28
de maio de 2001
LITERATURA
Um poeta e um livro a serem devorados
REYNALDO JARDIM
ESPECIAL PARA A FOLHA
Sistematicamente os editores se negam a publicar livros de poemas.
Não vendem, dizem eles com inteira razão.
Nesse panorama de parcos compradores, "Só Uma Palavra me Devora"

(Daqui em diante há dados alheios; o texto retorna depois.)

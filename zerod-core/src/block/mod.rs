//! The block library: the closed set of built-in 0D element kinds plus
//! the `BlockKind` trait that lets a consumer drive a custom element
//! through the same integrator.

mod bc;
mod junction;
mod vessel;

pub use bc::{
    OpenLoopCoronaryWithDistalPressureBlock, UnsteadyFlowRef, UnsteadyPressureRef,
    UnsteadyRcrBlockWithDistalPressure, UnsteadyResistanceWithDistalPressure,
};
pub use junction::{BloodVesselJunction, InternalJunction};
pub use vessel::BloodVessel;

use crate::stamp::LocalStamp;
use zerod_math::Vec64;

/// The three hooks every block (built-in or custom) must implement.
///
/// - `update_constant` runs once, right after DOF assignment, and fills
///   the parts of `E`/`F` that never change.
/// - `update_time` runs once per outer time step and fills parts that
///   depend on `t` alone (boundary-condition lookups).
/// - `update_solution` runs once per Newton iterate and fills the
///   nonlinear residual `C` and its Jacobians.
///
/// A block's `num_equations` must be stable for the lifetime of a run.
pub trait BlockKind {
    fn name(&self) -> &str;
    /// Names of the blocks this one connects to, in wire order.
    fn connecting_blocks(&self) -> &[String];
    /// Sign of each connecting wire's flow contribution to this block's
    /// mass-conservation row(s): `+1` if flow enters the block through
    /// that wire, `-1` if it exits.
    fn flow_directions(&self) -> &[i32];
    fn num_equations(&self) -> usize;
    fn num_internal_vars(&self) -> usize {
        0
    }
    /// Symbolic names for this block's internal DOFs, e.g. `var_0_<name>`.
    fn internal_var_names(&self) -> Vec<String> {
        Vec::new()
    }
    fn update_constant(&mut self, stamp: &mut LocalStamp);
    fn update_time(&mut self, t: f64, stamp: &mut LocalStamp);
    fn update_solution(&mut self, y_local: &Vec64, ydot_local: &Vec64, stamp: &mut LocalStamp);
}

/// The closed set of built-in element kinds, dispatched by `match`
/// rather than a registry lookup. Custom element kinds implement
/// `BlockKind` directly and are stored alongside these in a network's
/// block list without being a variant of this enum.
pub enum Block {
    InternalJunction(InternalJunction),
    BloodVesselJunction(BloodVesselJunction),
    BloodVessel(BloodVessel),
    UnsteadyFlowRef(UnsteadyFlowRef),
    UnsteadyPressureRef(UnsteadyPressureRef),
    UnsteadyResistanceWithDistalPressure(UnsteadyResistanceWithDistalPressure),
    UnsteadyRcrBlockWithDistalPressure(UnsteadyRcrBlockWithDistalPressure),
    OpenLoopCoronaryWithDistalPressure(OpenLoopCoronaryWithDistalPressureBlock),
}

impl BlockKind for Block {
    fn name(&self) -> &str {
        match self {
            Block::InternalJunction(b) => b.name(),
            Block::BloodVesselJunction(b) => b.name(),
            Block::BloodVessel(b) => b.name(),
            Block::UnsteadyFlowRef(b) => b.name(),
            Block::UnsteadyPressureRef(b) => b.name(),
            Block::UnsteadyResistanceWithDistalPressure(b) => b.name(),
            Block::UnsteadyRcrBlockWithDistalPressure(b) => b.name(),
            Block::OpenLoopCoronaryWithDistalPressure(b) => b.name(),
        }
    }

    fn connecting_blocks(&self) -> &[String] {
        match self {
            Block::InternalJunction(b) => b.connecting_blocks(),
            Block::BloodVesselJunction(b) => b.connecting_blocks(),
            Block::BloodVessel(b) => b.connecting_blocks(),
            Block::UnsteadyFlowRef(b) => b.connecting_blocks(),
            Block::UnsteadyPressureRef(b) => b.connecting_blocks(),
            Block::UnsteadyResistanceWithDistalPressure(b) => b.connecting_blocks(),
            Block::UnsteadyRcrBlockWithDistalPressure(b) => b.connecting_blocks(),
            Block::OpenLoopCoronaryWithDistalPressure(b) => b.connecting_blocks(),
        }
    }

    fn flow_directions(&self) -> &[i32] {
        match self {
            Block::InternalJunction(b) => b.flow_directions(),
            Block::BloodVesselJunction(b) => b.flow_directions(),
            Block::BloodVessel(b) => b.flow_directions(),
            Block::UnsteadyFlowRef(b) => b.flow_directions(),
            Block::UnsteadyPressureRef(b) => b.flow_directions(),
            Block::UnsteadyResistanceWithDistalPressure(b) => b.flow_directions(),
            Block::UnsteadyRcrBlockWithDistalPressure(b) => b.flow_directions(),
            Block::OpenLoopCoronaryWithDistalPressure(b) => b.flow_directions(),
        }
    }

    fn num_equations(&self) -> usize {
        match self {
            Block::InternalJunction(b) => b.num_equations(),
            Block::BloodVesselJunction(b) => b.num_equations(),
            Block::BloodVessel(b) => b.num_equations(),
            Block::UnsteadyFlowRef(b) => b.num_equations(),
            Block::UnsteadyPressureRef(b) => b.num_equations(),
            Block::UnsteadyResistanceWithDistalPressure(b) => b.num_equations(),
            Block::UnsteadyRcrBlockWithDistalPressure(b) => b.num_equations(),
            Block::OpenLoopCoronaryWithDistalPressure(b) => b.num_equations(),
        }
    }

    fn num_internal_vars(&self) -> usize {
        match self {
            Block::InternalJunction(b) => b.num_internal_vars(),
            Block::BloodVesselJunction(b) => b.num_internal_vars(),
            Block::BloodVessel(b) => b.num_internal_vars(),
            Block::UnsteadyFlowRef(b) => b.num_internal_vars(),
            Block::UnsteadyPressureRef(b) => b.num_internal_vars(),
            Block::UnsteadyResistanceWithDistalPressure(b) => b.num_internal_vars(),
            Block::UnsteadyRcrBlockWithDistalPressure(b) => b.num_internal_vars(),
            Block::OpenLoopCoronaryWithDistalPressure(b) => b.num_internal_vars(),
        }
    }

    fn internal_var_names(&self) -> Vec<String> {
        match self {
            Block::InternalJunction(b) => b.internal_var_names(),
            Block::BloodVesselJunction(b) => b.internal_var_names(),
            Block::BloodVessel(b) => b.internal_var_names(),
            Block::UnsteadyFlowRef(b) => b.internal_var_names(),
            Block::UnsteadyPressureRef(b) => b.internal_var_names(),
            Block::UnsteadyResistanceWithDistalPressure(b) => b.internal_var_names(),
            Block::UnsteadyRcrBlockWithDistalPressure(b) => b.internal_var_names(),
            Block::OpenLoopCoronaryWithDistalPressure(b) => b.internal_var_names(),
        }
    }

    fn update_constant(&mut self, stamp: &mut LocalStamp) {
        match self {
            Block::InternalJunction(b) => b.update_constant(stamp),
            Block::BloodVesselJunction(b) => b.update_constant(stamp),
            Block::BloodVessel(b) => b.update_constant(stamp),
            Block::UnsteadyFlowRef(b) => b.update_constant(stamp),
            Block::UnsteadyPressureRef(b) => b.update_constant(stamp),
            Block::UnsteadyResistanceWithDistalPressure(b) => b.update_constant(stamp),
            Block::UnsteadyRcrBlockWithDistalPressure(b) => b.update_constant(stamp),
            Block::OpenLoopCoronaryWithDistalPressure(b) => b.update_constant(stamp),
        }
    }

    fn update_time(&mut self, t: f64, stamp: &mut LocalStamp) {
        match self {
            Block::InternalJunction(b) => b.update_time(t, stamp),
            Block::BloodVesselJunction(b) => b.update_time(t, stamp),
            Block::BloodVessel(b) => b.update_time(t, stamp),
            Block::UnsteadyFlowRef(b) => b.update_time(t, stamp),
            Block::UnsteadyPressureRef(b) => b.update_time(t, stamp),
            Block::UnsteadyResistanceWithDistalPressure(b) => b.update_time(t, stamp),
            Block::UnsteadyRcrBlockWithDistalPressure(b) => b.update_time(t, stamp),
            Block::OpenLoopCoronaryWithDistalPressure(b) => b.update_time(t, stamp),
        }
    }

    fn update_solution(&mut self, y_local: &Vec64, ydot_local: &Vec64, stamp: &mut LocalStamp) {
        match self {
            Block::InternalJunction(b) => b.update_solution(y_local, ydot_local, stamp),
            Block::BloodVesselJunction(b) => b.update_solution(y_local, ydot_local, stamp),
            Block::BloodVessel(b) => b.update_solution(y_local, ydot_local, stamp),
            Block::UnsteadyFlowRef(b) => b.update_solution(y_local, ydot_local, stamp),
            Block::UnsteadyPressureRef(b) => b.update_solution(y_local, ydot_local, stamp),
            Block::UnsteadyResistanceWithDistalPressure(b) => {
                b.update_solution(y_local, ydot_local, stamp)
            }
            Block::UnsteadyRcrBlockWithDistalPressure(b) => {
                b.update_solution(y_local, ydot_local, stamp)
            }
            Block::OpenLoopCoronaryWithDistalPressure(b) => {
                b.update_solution(y_local, ydot_local, stamp)
            }
        }
    }
}

impl Block {
    /// `true` for block kinds that introduce a capacitor-bearing
    /// internal DOF whose steady-state value must be restored after
    /// the steady-BC prelude (SPEC_FULL.md 4.5).
    pub fn has_capacitor_state(&self) -> bool {
        matches!(
            self,
            Block::BloodVessel(b) if b.has_capacitor()
        ) || matches!(
            self,
            Block::UnsteadyRcrBlockWithDistalPressure(_) | Block::OpenLoopCoronaryWithDistalPressure(_)
        )
    }

}
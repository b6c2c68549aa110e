//! Wires: the edges of the block graph, each carrying one pressure and
//! one flow degree of freedom.

/// An ordered pair `(upstream_block, downstream_block)`. The order only
/// fixes the wire's name; which endpoint is "upstream" in the physical
/// sense is determined by each block's own `flow_directions` sign, not
/// by this ordering.
#[derive(Debug, Clone)]
pub struct Wire {
    pub upstream: String,
    pub downstream: String,
    /// Global index of this wire's pressure DOF; the flow DOF is `dof_p + 1`.
    pub dof_p: usize,
}

impl Wire {
    pub fn new(upstream: impl Into<String>, downstream: impl Into<String>, dof_p: usize) -> Self {
        Self {
            upstream: upstream.into(),
            downstream: downstream.into(),
            dof_p,
        }
    }

    pub fn dof_q(&self) -> usize {
        self.dof_p + 1
    }

    pub fn name_p(&self) -> String {
        format!("P_{}_{}", self.upstream, self.downstream)
    }

    pub fn name_q(&self) -> String {
        format!("Q_{}_{}", self.upstream, self.downstream)
    }

    /// True if this wire connects the two named blocks, in either order.
    pub fn joins(&self, a: &str, b: &str) -> bool {
        (self.upstream == a && self.downstream == b) || (self.upstream == b && self.downstream == a)
    }
}
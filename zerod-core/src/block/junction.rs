//! Junction blocks: mass conservation and pressure continuity (or, for
//! a `BloodVesselJunction`, a per-branch Poiseuille loss) at a network
//! node joining two or more wires.

use super::BlockKind;
use crate::stamp::LocalStamp;
use zerod_math::Vec64;

/// Mass conservation and pressure equality across `N` wires: `N-1`
/// pressure-equality rows plus one `sum(s_i * Q_i) = 0` row.
pub struct InternalJunction {
    name: String,
    connecting_blocks: Vec<String>,
    flow_directions: Vec<i32>,
}

impl InternalJunction {
    pub fn new(name: impl Into<String>, connecting_blocks: Vec<String>, flow_directions: Vec<i32>) -> Self {
        assert_eq!(connecting_blocks.len(), flow_directions.len());
        Self {
            name: name.into(),
            connecting_blocks,
            flow_directions,
        }
    }
}

impl BlockKind for InternalJunction {
    fn name(&self) -> &str {
        &self.name
    }

    fn connecting_blocks(&self) -> &[String] {
        &self.connecting_blocks
    }

    fn flow_directions(&self) -> &[i32] {
        &self.flow_directions
    }

    fn num_equations(&self) -> usize {
        self.connecting_blocks.len()
    }

    fn update_constant(&mut self, stamp: &mut LocalStamp) {
        let n = self.connecting_blocks.len();
        // Columns: wire i occupies local cols [2i, 2i+1] = [P_i, Q_i].
        for i in 1..n {
            stamp.f[(i - 1, 0)] += 1.0;
            stamp.f[(i - 1, 2 * i)] += -1.0;
        }
        let mass_row = n - 1;
        for (i, &sign) in self.flow_directions.iter().enumerate() {
            stamp.f[(mass_row, 2 * i + 1)] += sign as f64;
        }
    }

    fn update_time(&mut self, _t: f64, _stamp: &mut LocalStamp) {}

    fn update_solution(&mut self, _y_local: &Vec64, _ydot_local: &Vec64, _stamp: &mut LocalStamp) {}
}

/// Like `InternalJunction`, but each outlet branch `j` carries a
/// Poiseuille-like resistive loss `P_in - P_out_j = R_j * Q_out_j`
/// instead of a plain pressure equality.
pub struct BloodVesselJunction {
    name: String,
    connecting_blocks: Vec<String>,
    flow_directions: Vec<i32>,
    /// Number of incoming wires (a prefix of `connecting_blocks`); the
    /// remainder are outlets, each with an entry in `outlet_resistance`.
    num_inlets: usize,
    outlet_resistance: Vec<f64>,
}

impl BloodVesselJunction {
    pub fn new(
        name: impl Into<String>,
        connecting_blocks: Vec<String>,
        flow_directions: Vec<i32>,
        num_inlets: usize,
        outlet_resistance: Vec<f64>,
    ) -> Self {
        assert_eq!(connecting_blocks.len(), flow_directions.len());
        assert_eq!(connecting_blocks.len() - num_inlets, outlet_resistance.len());
        Self {
            name: name.into(),
            connecting_blocks,
            flow_directions,
            num_inlets,
            outlet_resistance,
        }
    }
}

impl BlockKind for BloodVesselJunction {
    fn name(&self) -> &str {
        &self.name
    }

    fn connecting_blocks(&self) -> &[String] {
        &self.connecting_blocks
    }

    fn flow_directions(&self) -> &[i32] {
        &self.flow_directions
    }

    fn num_equations(&self) -> usize {
        self.connecting_blocks.len()
    }

    fn update_constant(&mut self, stamp: &mut LocalStamp) {
        let n_in = self.num_inlets;
        let n = self.connecting_blocks.len();
        let mut row = 0;
        for i in 1..n_in {
            stamp.f[(row, 0)] += 1.0;
            stamp.f[(row, 2 * i)] += -1.0;
            row += 1;
        }
        for (j, &r) in self.outlet_resistance.iter().enumerate() {
            let outlet_idx = n_in + j;
            stamp.f[(row, 0)] += 1.0;
            stamp.f[(row, 2 * outlet_idx)] += -1.0;
            stamp.f[(row, 2 * outlet_idx + 1)] += -r;
            row += 1;
        }
        let mass_row = n - 1;
        for (i, &sign) in self.flow_directions.iter().enumerate() {
            stamp.f[(mass_row, 2 * i + 1)] += sign as f64;
        }
    }

    fn update_time(&mut self, _t: f64, _stamp: &mut LocalStamp) {}

    fn update_solution(&mut self, _y_local: &Vec64, _ydot_local: &Vec64, _stamp: &mut LocalStamp) {}
}

#[cfg(test)]
mod tests {
    use super::*;

    #[test]
    fn mass_conservation_row_signs_match_flow_directions() {
        let mut j = InternalJunction::new(
            "J0",
            vec!["V0".into(), "V1".into(), "V2".into()],
            vec![1, -1, -1],
        );
        let mut stamp = LocalStamp::zeros(3, 6);
        j.update_constant(&mut stamp);
        assert_eq!(stamp.f[(2, 1)], 1.0);
        assert_eq!(stamp.f[(2, 3)], -1.0);
        assert_eq!(stamp.f[(2, 5)], -1.0);
        assert_eq!(stamp.f[(0, 0)], 1.0);
        assert_eq!(stamp.f[(0, 2)], -1.0);
    }
}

tem o mérito de tentar a conquista de um público mais numeroso,
não só para ele, mas para o mercado editorial.
Mário de Andrade
Abel Silva dá dois passos à frente escrevendo textos-canções
de fácil assimilação e recua um passo retomando a
experiência modernista de 22. Recebe lições principalmente
de Mário de Andrade, de quem, presumo, deve continuar sendo persistente
leitor. Ele quer pegar o fio da meada que foi emaranhada pela poesia hermética,
pelo subjetivismo romântico e contemplativo ainda vigente e pelos
experimentos concretistas.
Sendo um artesão competente e criativo do verso, faz o texto
fluir, longe das emoções baratas, mas muito próximo
de um cotidiano carregado, sem transbordamentos, de uma amorosidade inteligente,
crítica, bem-humorada, sem levar muito a sério a condenação
de lugares-comuns que condensam a sabedoria popular.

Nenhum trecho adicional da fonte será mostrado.